Records shown:
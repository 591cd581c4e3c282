use chrono::{DateTime, NaiveDate, Utc};
use serde::{Deserialize, Serialize};
use uuid::Uuid;

/// Whether a property is offered for rent or for sale
#[derive(Debug, Clone, Copy, Serialize, Deserialize, PartialEq, Eq, Hash, Default)]
#[serde(rename_all = "lowercase")]
pub enum ListingKind {
    #[default]
    Rent,
    Sale,
}

impl ListingKind {
    pub fn as_str(&self) -> &'static str {
        match self {
            ListingKind::Rent => "rent",
            ListingKind::Sale => "sale",
        }
    }

    /// Category used by the property-type filter.
    ///
    /// Catalog records carry no real category yet, so rentals count as
    /// apartments and sales as houses.
    pub fn category(&self) -> PropertyType {
        match self {
            ListingKind::Rent => PropertyType::Apartment,
            ListingKind::Sale => PropertyType::House,
        }
    }
}

/// Kind of building or land being listed
#[derive(Debug, Clone, Copy, Serialize, Deserialize, PartialEq, Eq, Hash, PartialOrd, Ord)]
#[serde(rename_all = "lowercase")]
pub enum PropertyType {
    House,
    Apartment,
    Townhouse,
    Duplex,
    Plot,
    Other,
}

impl PropertyType {
    pub const ALL: [PropertyType; 6] = [
        PropertyType::House,
        PropertyType::Apartment,
        PropertyType::Townhouse,
        PropertyType::Duplex,
        PropertyType::Plot,
        PropertyType::Other,
    ];

    pub fn label(&self) -> &'static str {
        match self {
            PropertyType::House => "House",
            PropertyType::Apartment => "Apartment",
            PropertyType::Townhouse => "Townhouse",
            PropertyType::Duplex => "Duplex",
            PropertyType::Plot => "Plot/Land",
            PropertyType::Other => "Other",
        }
    }
}

/// Location information for a property
#[derive(Debug, Clone, Serialize, Deserialize, PartialEq)]
pub struct Location {
    pub city: String,
    pub latitude: Option<f64>,
    pub longitude: Option<f64>,
}

impl Location {
    pub fn city(city: impl Into<String>) -> Self {
        Self {
            city: city.into(),
            latitude: None,
            longitude: None,
        }
    }

    pub fn with_coordinates(mut self, latitude: f64, longitude: f64) -> Self {
        self.latitude = Some(latitude);
        self.longitude = Some(longitude);
        self
    }
}

/// A property shown in the public catalog
#[derive(Debug, Clone, Serialize, Deserialize, PartialEq)]
#[serde(rename_all = "camelCase")]
pub struct PropertyRecord {
    pub id: String,
    pub title: String,
    pub price: i64,
    #[serde(rename = "type")]
    pub kind: ListingKind,
    pub address: String,
    pub location: Location,
    pub bedrooms: u32,
    pub bathrooms: f32,
    pub area: u32,
    pub images: Vec<String>,
    pub rating: f32,
    pub reviews: u32,
    pub added_date: NaiveDate,
}

/// Publication state of a listing owned by the current user
#[derive(Debug, Clone, Copy, Serialize, Deserialize, PartialEq, Eq)]
#[serde(rename_all = "lowercase")]
pub enum ListingStatus {
    Active,
    Pending,
    Sold,
    Rented,
}

impl ListingStatus {
    pub fn label(&self) -> &'static str {
        match self {
            ListingStatus::Active => "Active",
            ListingStatus::Pending => "Pending",
            ListingStatus::Sold => "Sold",
            ListingStatus::Rented => "Rented",
        }
    }
}

/// A listing created by the current user
#[derive(Debug, Clone, Serialize, Deserialize, PartialEq)]
#[serde(rename_all = "camelCase")]
pub struct Listing {
    pub id: String,
    pub title: String,
    #[serde(rename = "type")]
    pub kind: ListingKind,
    pub price: i64,
    pub location: String,
    pub bedrooms: u32,
    pub bathrooms: f32,
    pub area: u32,
    pub image: String,
    pub status: ListingStatus,
    pub views: u32,
    pub created_at: NaiveDate,
}

/// A user account as kept by the user record store
#[derive(Debug, Clone, Serialize, Deserialize, PartialEq)]
#[serde(rename_all = "camelCase")]
pub struct UserRecord {
    pub id: Uuid,
    pub name: Option<String>,
    pub email: String,
    pub avatar: Option<String>,
    pub created_at: DateTime<Utc>,
    pub updated_at: DateTime<Utc>,
}

/// Format a price in Pula, with a monthly suffix for rentals.
pub fn format_price(price: i64, kind: ListingKind) -> String {
    let amount = group_thousands(price);
    match kind {
        ListingKind::Rent => format!("P{}/month", amount),
        ListingKind::Sale => format!("P{}", amount),
    }
}

fn group_thousands(value: i64) -> String {
    let digits = value.unsigned_abs().to_string();
    let mut grouped = String::with_capacity(digits.len() + digits.len() / 3);
    for (i, c) in digits.chars().enumerate() {
        if i > 0 && (digits.len() - i) % 3 == 0 {
            grouped.push(',');
        }
        grouped.push(c);
    }
    if value < 0 {
        grouped.insert(0, '-');
    }
    grouped
}

#[cfg(test)]
mod tests {
    use super::*;

    #[test]
    fn formats_rent_and_sale_prices() {
        assert_eq!(format_price(8500, ListingKind::Rent), "P8,500/month");
        assert_eq!(format_price(2_500_000, ListingKind::Sale), "P2,500,000");
        assert_eq!(format_price(0, ListingKind::Sale), "P0");
        assert_eq!(format_price(950, ListingKind::Rent), "P950/month");
    }

    #[test]
    fn kind_maps_to_placeholder_category() {
        assert_eq!(ListingKind::Rent.category(), PropertyType::Apartment);
        assert_eq!(ListingKind::Sale.category(), PropertyType::House);
    }

    #[test]
    fn record_uses_wire_names() {
        let json = serde_json::json!({
            "id": "1",
            "title": "Modern Downtown Apartment",
            "price": 2500,
            "type": "rent",
            "address": "123 Main St, Downtown",
            "location": { "city": "New York", "latitude": null, "longitude": null },
            "bedrooms": 2,
            "bathrooms": 2.0,
            "area": 1200,
            "images": [],
            "rating": 4.8,
            "reviews": 24,
            "addedDate": "2024-01-15"
        });

        let record: PropertyRecord = serde_json::from_value(json).unwrap();
        assert_eq!(record.kind, ListingKind::Rent);
        assert_eq!(record.added_date, NaiveDate::from_ymd_opt(2024, 1, 15).unwrap());
    }
}
use chrono::{DateTime, Utc};
use serde::{Deserialize, Serialize};
use tracing::debug;

#[derive(Debug, Clone, Copy, Serialize, Deserialize, PartialEq, Eq)]
#[serde(rename_all = "lowercase")]
pub enum Sender {
    User,
    Other,
}

#[derive(Debug, Clone, Serialize, Deserialize, PartialEq)]
pub struct Message {
    pub id: String,
    pub sender: Sender,
    pub content: String,
    pub sent_at: DateTime<Utc>,
}

#[derive(Debug, Clone, Serialize, Deserialize, PartialEq)]
pub struct Participant {
    pub name: String,
    pub avatar: String,
    pub phone: String,
    pub email: String,
}

/// Property a conversation is about
#[derive(Debug, Clone, Serialize, Deserialize, PartialEq)]
pub struct PropertyRef {
    pub title: String,
    pub address: String,
}

#[derive(Debug, Clone, Serialize, Deserialize, PartialEq)]
pub struct Conversation {
    pub id: String,
    pub participant: Participant,
    pub property: PropertyRef,
    pub unread_count: u32,
    pub messages: Vec<Message>,
}

impl Conversation {
    pub fn last_message(&self) -> Option<&Message> {
        self.messages.last()
    }
}

/// Conversation list with search and a selected thread
#[derive(Debug, Clone, Default)]
pub struct Inbox {
    conversations: Vec<Conversation>,
    selected: Option<String>,
    query: String,
}

impl Inbox {
    /// The first conversation starts selected.
    pub fn new(conversations: Vec<Conversation>) -> Self {
        let selected = conversations.first().map(|c| c.id.clone());
        Self {
            conversations,
            selected,
            query: String::new(),
        }
    }

    pub fn set_query(&mut self, query: impl Into<String>) {
        self.query = query.into();
    }

    /// Conversations whose participant name or property title matches
    pub fn filtered(&self) -> Vec<&Conversation> {
        let needle = self.query.to_lowercase();
        self.conversations
            .iter()
            .filter(|c| {
                c.participant.name.to_lowercase().contains(&needle)
                    || c.property.title.to_lowercase().contains(&needle)
            })
            .collect()
    }

    pub fn select(&mut self, id: &str) -> bool {
        if self.conversations.iter().any(|c| c.id == id) {
            self.selected = Some(id.to_string());
            true
        } else {
            false
        }
    }

    pub fn selected(&self) -> Option<&Conversation> {
        let id = self.selected.as_deref()?;
        self.conversations.iter().find(|c| c.id == id)
    }

    pub fn send(&mut self, text: &str) -> Option<&Message> {
        self.send_at(text, Utc::now())
    }

    /// Append a message from the user to the selected conversation.
    /// Whitespace-only text is dropped.
    pub fn send_at(&mut self, text: &str, now: DateTime<Utc>) -> Option<&Message> {
        if text.trim().is_empty() {
            return None;
        }
        let id = self.selected.clone()?;
        let conversation = self.conversations.iter_mut().find(|c| c.id == id)?;

        conversation.messages.push(Message {
            id: now.timestamp_millis().to_string(),
            sender: Sender::User,
            content: text.to_string(),
            sent_at: now,
        });
        debug!(conversation = %id, "Message sent");
        conversation.messages.last()
    }
}
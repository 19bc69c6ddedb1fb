//! Ordering of loaded records.

use std::fmt;

use smol_str::SmolStr;

/// Sort order for query results.
#[derive(Debug, Clone, Copy, PartialEq, Eq, Hash, Default)]
pub enum SortOrder {
    /// Ascending order (A-Z, 0-9, oldest first).
    #[default]
    Asc,
    /// Descending order (Z-A, 9-0, newest first).
    Desc,
}

impl fmt::Display for SortOrder {
    fn fmt(&self, f: &mut fmt::Formatter<'_>) -> fmt::Result {
        match self {
            Self::Asc => write!(f, "ASC"),
            Self::Desc => write!(f, "DESC"),
        }
    }
}

/// Order by specification for a single field.
#[derive(Debug, Clone, PartialEq, Eq)]
pub struct OrderByField {
    /// The field to order by.
    pub field: SmolStr,
    /// The sort order.
    pub order: SortOrder,
}

impl OrderByField {
    /// Create a new order by field.
    pub fn new(field: impl Into<SmolStr>, order: SortOrder) -> Self {
        Self {
            field: field.into(),
            order,
        }
    }

    /// Create an ascending order.
    pub fn asc(field: impl Into<SmolStr>) -> Self {
        Self::new(field, SortOrder::Asc)
    }

    /// Create a descending order.
    pub fn desc(field: impl Into<SmolStr>) -> Self {
        Self::new(field, SortOrder::Desc)
    }
}

impl From<&str> for OrderByField {
    /// `"size"` sorts ascending, `"-size"` descending.
    fn from(spec: &str) -> Self {
        match spec.strip_prefix('-') {
            Some(field) => Self::desc(field),
            None => Self::asc(spec),
        }
    }
}

impl fmt::Display for OrderByField {
    fn fmt(&self, f: &mut fmt::Formatter<'_>) -> fmt::Result {
        write!(f, "{} {}", self.field, self.order)
    }
}

#[cfg(test)]
mod tests {
    use super::*;

    #[test]
    fn test_from_str_prefix() {
        assert_eq!(OrderByField::from("size"), OrderByField::asc("size"));
        assert_eq!(OrderByField::from("-size"), OrderByField::desc("size"));
    }

    #[test]
    fn test_display() {
        assert_eq!(OrderByField::desc("name").to_string(), "name DESC");
    }
}
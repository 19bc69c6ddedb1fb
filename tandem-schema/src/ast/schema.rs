//! Top-level schema definition.

use indexmap::IndexMap;
use serde::Serialize;
use smol_str::SmolStr;

use super::{ModelDef, RelationDescriptor};
use crate::error::SchemaResult;
use crate::validator::Validator;

/// A validated schema: models plus every relation resolved from both ends.
///
/// Built with [`Schema::builder`] or loaded from a TOML schema file; both
/// paths go through the [`Validator`].
#[derive(Debug, Clone, Default, PartialEq, Serialize)]
pub struct Schema {
    /// All models in the schema.
    pub(crate) models: IndexMap<SmolStr, ModelDef>,
    /// Relations per model, forward and reverse, keyed by relation name.
    pub(crate) relations: IndexMap<SmolStr, IndexMap<SmolStr, RelationDescriptor>>,
}

impl Schema {
    /// Start building a schema.
    pub fn builder() -> SchemaBuilder {
        SchemaBuilder::default()
    }

    /// Get a model by name.
    pub fn get_model(&self, name: &str) -> Option<&ModelDef> {
        self.models.get(name)
    }

    /// Get all model names.
    pub fn model_names(&self) -> impl Iterator<Item = &str> {
        self.models.keys().map(|s| s.as_str())
    }

    /// Get a relation, forward or reverse, by the name it has on `model`.
    pub fn get_relation(&self, model: &str, name: &str) -> Option<&RelationDescriptor> {
        self.relations.get(model).and_then(|r| r.get(name))
    }

    /// Get every relation traversable from `model`.
    pub fn relations_for(&self, model: &str) -> impl Iterator<Item = &RelationDescriptor> {
        self.relations
            .get(model)
            .into_iter()
            .flat_map(|r| r.values())
    }
}

/// Collects model definitions and validates them into a [`Schema`].
#[derive(Debug, Clone, Default)]
pub struct SchemaBuilder {
    models: Vec<ModelDef>,
}

impl SchemaBuilder {
    /// Add a model.
    pub fn model(mut self, model: ModelDef) -> Self {
        self.models.push(model);
        self
    }

    /// Add multiple models.
    pub fn models(mut self, models: impl IntoIterator<Item = ModelDef>) -> Self {
        self.models.extend(models);
        self
    }

    /// Validate the collected models and resolve their relations.
    pub fn build(self) -> SchemaResult<Schema> {
        Validator::new().validate(self.models)
    }
}

/// Schema statistics for debugging/info.
#[derive(Debug, Clone, Default)]
pub struct SchemaStats {
    /// Number of models.
    pub model_count: usize,
    /// Total number of scalar fields across all models.
    pub field_count: usize,
    /// Number of traversable relation ends.
    pub relation_count: usize,
}

impl Schema {
    /// Get statistics about the schema.
    pub fn stats(&self) -> SchemaStats {
        SchemaStats {
            model_count: self.models.len(),
            field_count: self.models.values().map(|m| m.fields.len()).sum(),
            relation_count: self.relations.values().map(|r| r.len()).sum(),
        }
    }
}

impl std::fmt::Display for Schema {
    fn fmt(&self, f: &mut std::fmt::Formatter<'_>) -> std::fmt::Result {
        let stats = self.stats();
        write!(
            f,
            "Schema({} models, {} fields, {} relations)",
            stats.model_count, stats.field_count, stats.relation_count
        )
    }
}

About this exercise: Lines from the entries that contain the word "contains" are what the answer must hold.

Task output:
                c.participant.name.to_lowercase().contains(&needle)
                    || c.property.title.to_lowercase().contains(&needle)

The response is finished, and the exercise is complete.